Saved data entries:
+===+

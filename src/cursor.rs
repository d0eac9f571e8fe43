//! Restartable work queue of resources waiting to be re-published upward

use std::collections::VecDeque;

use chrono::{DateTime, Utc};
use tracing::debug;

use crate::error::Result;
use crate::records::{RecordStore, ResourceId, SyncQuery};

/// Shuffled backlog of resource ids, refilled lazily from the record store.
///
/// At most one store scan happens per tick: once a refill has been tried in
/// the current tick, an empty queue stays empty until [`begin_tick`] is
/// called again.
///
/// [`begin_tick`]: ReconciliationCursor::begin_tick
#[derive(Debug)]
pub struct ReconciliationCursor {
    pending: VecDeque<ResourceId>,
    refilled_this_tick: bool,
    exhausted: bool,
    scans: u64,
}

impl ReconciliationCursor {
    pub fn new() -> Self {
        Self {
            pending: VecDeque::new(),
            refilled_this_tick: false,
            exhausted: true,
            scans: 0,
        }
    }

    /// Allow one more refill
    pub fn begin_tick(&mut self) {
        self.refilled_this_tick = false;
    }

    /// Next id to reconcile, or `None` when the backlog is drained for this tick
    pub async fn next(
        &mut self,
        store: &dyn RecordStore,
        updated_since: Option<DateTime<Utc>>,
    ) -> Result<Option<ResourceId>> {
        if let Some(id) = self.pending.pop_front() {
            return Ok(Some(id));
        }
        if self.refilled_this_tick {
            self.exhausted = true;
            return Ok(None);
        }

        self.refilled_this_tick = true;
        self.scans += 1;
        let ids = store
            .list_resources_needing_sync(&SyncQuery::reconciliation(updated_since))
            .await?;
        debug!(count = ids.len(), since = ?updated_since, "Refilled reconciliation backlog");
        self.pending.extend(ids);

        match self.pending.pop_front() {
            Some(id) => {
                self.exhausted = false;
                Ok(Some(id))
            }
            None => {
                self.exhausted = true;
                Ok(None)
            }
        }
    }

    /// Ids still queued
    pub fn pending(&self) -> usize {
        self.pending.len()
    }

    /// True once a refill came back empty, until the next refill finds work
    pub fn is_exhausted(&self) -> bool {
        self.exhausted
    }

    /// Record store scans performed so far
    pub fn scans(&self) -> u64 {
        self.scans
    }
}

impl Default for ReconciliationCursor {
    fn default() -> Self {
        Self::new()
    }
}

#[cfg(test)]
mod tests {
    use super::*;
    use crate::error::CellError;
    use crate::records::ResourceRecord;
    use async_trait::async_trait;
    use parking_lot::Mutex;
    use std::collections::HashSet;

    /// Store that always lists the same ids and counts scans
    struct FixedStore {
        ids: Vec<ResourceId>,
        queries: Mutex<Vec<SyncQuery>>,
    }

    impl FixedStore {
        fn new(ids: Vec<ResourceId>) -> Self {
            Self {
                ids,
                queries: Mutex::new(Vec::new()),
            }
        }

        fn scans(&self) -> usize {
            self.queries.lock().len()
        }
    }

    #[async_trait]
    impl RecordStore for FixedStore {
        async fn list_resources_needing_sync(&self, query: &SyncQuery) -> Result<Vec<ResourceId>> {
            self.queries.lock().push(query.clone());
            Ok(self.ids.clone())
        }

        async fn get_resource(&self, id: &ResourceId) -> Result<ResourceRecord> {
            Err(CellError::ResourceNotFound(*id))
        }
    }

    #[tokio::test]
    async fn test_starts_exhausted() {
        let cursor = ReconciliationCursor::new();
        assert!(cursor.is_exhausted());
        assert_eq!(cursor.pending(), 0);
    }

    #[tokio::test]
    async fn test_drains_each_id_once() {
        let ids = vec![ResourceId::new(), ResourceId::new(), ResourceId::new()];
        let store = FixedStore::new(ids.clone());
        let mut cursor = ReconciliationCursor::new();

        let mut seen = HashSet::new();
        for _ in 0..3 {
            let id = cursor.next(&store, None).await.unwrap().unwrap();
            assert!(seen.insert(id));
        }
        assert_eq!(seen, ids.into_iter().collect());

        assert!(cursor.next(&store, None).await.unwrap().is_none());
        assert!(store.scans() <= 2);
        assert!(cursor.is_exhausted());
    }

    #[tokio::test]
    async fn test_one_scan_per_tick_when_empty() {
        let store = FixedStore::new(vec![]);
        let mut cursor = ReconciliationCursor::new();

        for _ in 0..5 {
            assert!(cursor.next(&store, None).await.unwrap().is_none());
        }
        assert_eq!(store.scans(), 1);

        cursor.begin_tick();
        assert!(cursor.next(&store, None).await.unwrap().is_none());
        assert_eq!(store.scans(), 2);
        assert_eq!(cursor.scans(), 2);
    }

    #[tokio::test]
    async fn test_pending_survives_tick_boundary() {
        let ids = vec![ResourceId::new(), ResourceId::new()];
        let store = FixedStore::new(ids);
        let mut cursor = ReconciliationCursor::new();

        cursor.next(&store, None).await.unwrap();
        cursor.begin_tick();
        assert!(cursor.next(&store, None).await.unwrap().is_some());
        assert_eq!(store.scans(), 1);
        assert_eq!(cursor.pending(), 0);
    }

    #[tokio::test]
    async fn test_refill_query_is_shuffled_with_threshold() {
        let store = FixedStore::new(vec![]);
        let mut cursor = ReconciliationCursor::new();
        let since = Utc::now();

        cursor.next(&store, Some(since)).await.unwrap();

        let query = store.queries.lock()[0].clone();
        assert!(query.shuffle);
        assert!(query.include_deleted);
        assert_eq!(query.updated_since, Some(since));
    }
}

+===+

Your answer should be one number: the count of lines in the records above that contain "CellError".

Finished exercise:
2